Teachers’ Content Knowledge and Pedagogical Content Knowledge: The Role of Structural Differences in Teacher Education
Source: Journal of Teacher Education, 64(1), p. 90-106. 2013
(Reviewed by the Portal Team)
This article aims at investigating the impact of structural differences in teacher education on teachers’ CK and PCK.
Therefore, the authors conducted a cross-sectional comparison with German pre- and inservice mathematics teachers at different points in their teaching careers.
Method
The authors compared the PCK and CK of four groups of mathematics teachers at different points in their teaching careers in Germany: (a) Year 1 teacher education students, (b) Year 3 teacher education students, (c) teacher candidates at the end of the induction phase (“student teachers”), and (d) experienced inservice teachers.
All samples derive from the Cognitive Activation in the Classroom (COACTIV) research program conducted at the Max Planck Institute for Human Development, Berlin.
The authors used paper-and-pencil tests to assess (prospective) teachers’ mathematical CK and PCK.
This study investigated the role of teacher education in the development of this specific knowledge in mathematics teachers.
The authors sought to assess teacher knowledge proximally by means of knowledge tests.
They analyzed whether the tests used in this study allowed the constructs of CK and PCK to be measured invariantly across teacher groups.
As hypothesized, the first phase of teacher education seems to play a particularly important role in the development of CK.
However, considerable differences were already apparent in the mathematical CK of prospective academic-and-nonacademic-track teachers at the beginning of their university studies.
As hypothesized, learning opportunities in the pretraining phase contribute to this difference.
Moreover, the results indicate strong differential development of CK during initial teacher education.
Future academic-track teachers showed higher increases in CK from Year 1 to Year 3 of university education as well as from Year 3 to the induction phase than did future nonacademic-track teachers.

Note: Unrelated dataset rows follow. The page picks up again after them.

use std::path::PathBuf;

use chrono::NaiveDate;

use crate::config::AppConfig;
use crate::data::filter::FilterRequest;
use crate::data::loader::load_dataset;
use crate::data::model::{Classification, Dataset, WORLD};
use crate::data::view::{build_view, DashboardView};

// ---------------------------------------------------------------------------
// Application state
// ---------------------------------------------------------------------------

/// The full UI state, independent of rendering.
pub struct AppState {
    pub config: AppConfig,

    /// Loaded dataset (None until a load succeeds).
    pub dataset: Option<Dataset>,

    /// Set when the last load failed; no view is shown while present.
    pub load_error: Option<String>,

    /// Current filter selections, edited by the side panel.
    pub request: FilterRequest,

    /// Outputs of the last successful Apply.
    pub view: Option<DashboardView>,

    /// Status / validation message shown in the UI.
    pub status_message: Option<String>,

    /// Zero-based page of the summary table.
    pub summary_page: usize,

    /// Set when the configuration file could not be read. Loading stays
    /// blocked until the user picks a data folder explicitly.
    config_error: Option<String>,
}

impl AppState {
    pub fn new(config: AppConfig) -> Self {
        Self {
            config,
            dataset: None,
            load_error: None,
            request: FilterRequest::world(),
            view: None,
            status_message: None,
            summary_page: 0,
            config_error: None,
        }
    }

    /// State for a configuration load result. A broken configuration falls
    /// back to the defaults but is reported instead of loading from them.
    pub fn from_config(config: anyhow::Result<AppConfig>) -> Self {
        match config {
            Ok(config) => Self::new(config),
            Err(e) => {
                log::error!("Invalid configuration: {e:#}");
                let mut state = Self::new(AppConfig::default());
                state.config_error = Some(format!("Invalid configuration: {e:#}"));
                state
            }
        }
    }

    /// Load all files named by the configuration and render the opening view.
    pub fn load(&mut self) {
        if let Some(err) = &self.config_error {
            self.dataset = None;
            self.view = None;
            self.load_error = Some(err.clone());
            return;
        }
        log::info!("Loading tariff data from {}", self.config.data_dir.display());
        match load_dataset(&self.config) {
            Ok(dataset) => {
                log::info!(
                    "Loaded {} observations, {} exporters, {} ISIC / {} HS6 codes",
                    dataset.len(),
                    dataset.exporters.len(),
                    dataset.isic_codes.len(),
                    dataset.hs6_codes.len()
                );
                if dataset.is_empty() {
                    log::warn!("Both tariff tables are empty; every view will show No Data");
                }
                self.set_dataset(dataset);
            }
            Err(e) => {
                log::error!("Failed to load data: {e:#}");
                self.dataset = None;
                self.view = None;
                self.load_error = Some(format!("{e:#}"));
            }
        }
    }

    /// Point the configuration at another directory and reload.
    pub fn load_from_dir(&mut self, dir: PathBuf) {
        self.config_error = None;
        self.config.data_dir = dir;
        self.load();
    }

    /// Ingest a newly loaded dataset and show the world view.
    pub fn set_dataset(&mut self, dataset: Dataset) {
        self.dataset = Some(dataset);
        self.load_error = None;
        self.request = FilterRequest::world();
        self.apply_filters();
    }

    /// Run the pipeline for the current selections. On a validation error the
    /// previous view stays on screen and the error becomes the status message.
    pub fn apply_filters(&mut self) {
        let Some(dataset) = &self.dataset else {
            return;
        };
        match build_view(dataset, &self.request, self.config.share_unit) {
            Ok(view) => {
                self.view = Some(view);
                self.summary_page = 0;
                self.status_message = None;
            }
            Err(e) => {
                log::warn!("Filter rejected: {e}");
                self.status_message = Some(e.to_string());
            }
        }
    }

    /// Importer dropdown changed.
    pub fn set_importer(&mut self, importer: String) {
        self.request.importer = importer;
        self.request.isic_code.clear();
        self.request.hs6_code.clear();
        self.request.exporters.clear();

        if self.request.importer == WORLD {
            self.request.classification = Some(Classification::Hs6);
            self.apply_filters();
        }
    }

    /// Classification dropdown changed. Only allowed once a specific importer
    /// is chosen.
    pub fn set_classification(&mut self, classification: Classification) {
        self.request.isic_code.clear();
        self.request.hs6_code.clear();
        self.request.exporters.clear();

        if self.request.importer.is_empty() || self.request.importer == WORLD {
            self.request.classification = None;
            self.status_message = Some(
                "Please select a specific Importer country first to view its codes and exporters."
                    .to_string(),
            );
            return;
        }
        self.request.classification = Some(classification);
        self.status_message = None;
    }

    /// Tick or untick an exporter, keeping selection order.
    pub fn toggle_exporter(&mut self, exporter: &str) {
        let selected = &mut self.request.exporters;
        if let Some(pos) = selected.iter().position(|e| e == exporter) {
            selected.remove(pos);
        } else {
            selected.push(exporter.to_string());
        }
    }

    /// Text shown on the collapsed exporter picker.
    pub fn exporter_display_text(&self) -> String {
        match self.request.exporters.as_slice() {
            [] => "World (All Exporters)".to_string(),
            [single] => single.clone(),
            many => format!("{} exporters selected", many.len()),
        }
    }

    /// Codes offered by the active code picker.
    pub fn code_options(&self) -> Vec<String> {
        match (&self.dataset, self.request.classification) {
            (Some(ds), Some(class)) => ds.codes_for(class, &self.request.importer),
            _ => Vec::new(),
        }
    }

    /// Exporters offered by the exporter picker.
    pub fn exporter_options(&self) -> Vec<String> {
        match (&self.dataset, self.request.classification) {
            (Some(ds), Some(class)) => ds.exporters_for(class, &self.request.importer),
            _ => Vec::new(),
        }
    }

    /// Importers offered by the importer picker, World first.
    pub fn importer_options(&self) -> Vec<String> {
        let mut options = vec![WORLD.to_string()];
        if let Some(ds) = &self.dataset {
            options.extend(ds.importers());
        }
        options
    }

    /// First and last effective date of the active classification's table.
    /// `None` until a classification is chosen or when its table is empty.
    pub fn date_bounds(&self) -> Option<(NaiveDate, NaiveDate)> {
        match (&self.dataset, self.request.classification) {
            (Some(ds), Some(class)) => ds.date_bounds(class),
            _ => None,
        }
    }

    pub fn summary_page_count(&self) -> usize {
        let rows = self.view.as_ref().map_or(0, |v| v.summary.len());
        rows.div_ceil(self.config.page_size.max(1))
    }
}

At the end of teacher education, the differences between teachers of the academic and nonacademic tracks were particularly large.
Experienced inservice teachers showed lower (nonacademic track) or almost the same (academic track) CK scores as the respective preservice teachers at their end of teacher education.
Thus, the inservice phase does not seem to contribute to substantial further development of CK after initial teacher education.
As hypothesized, the first and the second phases of teacher education seem to play an important role in the development of PCK.
In contrast to the findings for CK, academic- and nonacademic-track teachers did not differ greatly in terms of differences in PCK scores from Year 1 to Year 3 of university education or from Year 3 to the induction phase.
However, at the end of teacher education, the difference between the two groups was almost half a standard deviation, in favor of future academic-track teachers.
In contrast to the findings for CK, inservice academic-track teachers scored higher on PCK than did future academic-track teachers at the end of their initial teacher education.
In this group of teachers, the inservice phase seems to contribute to the further, but quite weak, development of PCK after initial teacher education.
As assumed, in addition to the effect of the quantity of learning opportunities, PCK development may be affected by the individually available CK.
Consequently, academic-track teachers might show similar development of PCK during the university phase, although they receive less learning opportunities compared with the prospective nonacademic-track teachers.
Thus, these findings may again point to the importance of CK in the development of PCK.
The future academic-track teachers, who have much more formal learning opportunities for CK in the first phase of teacher education, showed considerably higher gains in CK from Year 1 to Year 3 than did future nonacademic-track teachers.
Furthermore, the inservice phase, which involves primarily informal learning, does not seem to foster the development of CK and PCK as strongly as the formal and nonformal learning opportunities provided by initial teacher education programs.
These results suggest that participation in traditional formal professional development during the inservice phase fosters the development of CK and PCK weakly, at best.
During the university phase of teacher education, prospective academic- and nonacademic-track teachers showed similar differences in PCK from Year 1 to Year 3, although the latter have more formal learning opportunities for the development of PCK during their university studies.
The authors interpreted this finding as a further point to the importance of CK in the development of PCK.
Higher CK may lead to increased uptake of learning opportunities to acquire PCK, thus compensating effects of the quantity of learning opportunities.
Overall, the findings are very much in line with the authors' hypotheses.
The findings for PCK are consistent with the particularly low performance of Germany’s non-academic-track students on the Third International Mathematics and Science Study and PISA assessments—assuming that teachers’ PCK is a crucial prerequisite for student learning.
These findings highlight the urgent need to improve the preparation of future nonacademic-track teachers with respect to subject-matter knowledge (CK and PCK).
Moreover, candidates for the academic track already enter teacher education with better subject-matter knowledge, and our findings suggest that these differences persist or even increase across the teaching career.
Thus, in addition to improving teacher education, changes in recruitment and selection processes for teacher candidates could help to raise the quality of instruction and student progress in nonacademic-track schools.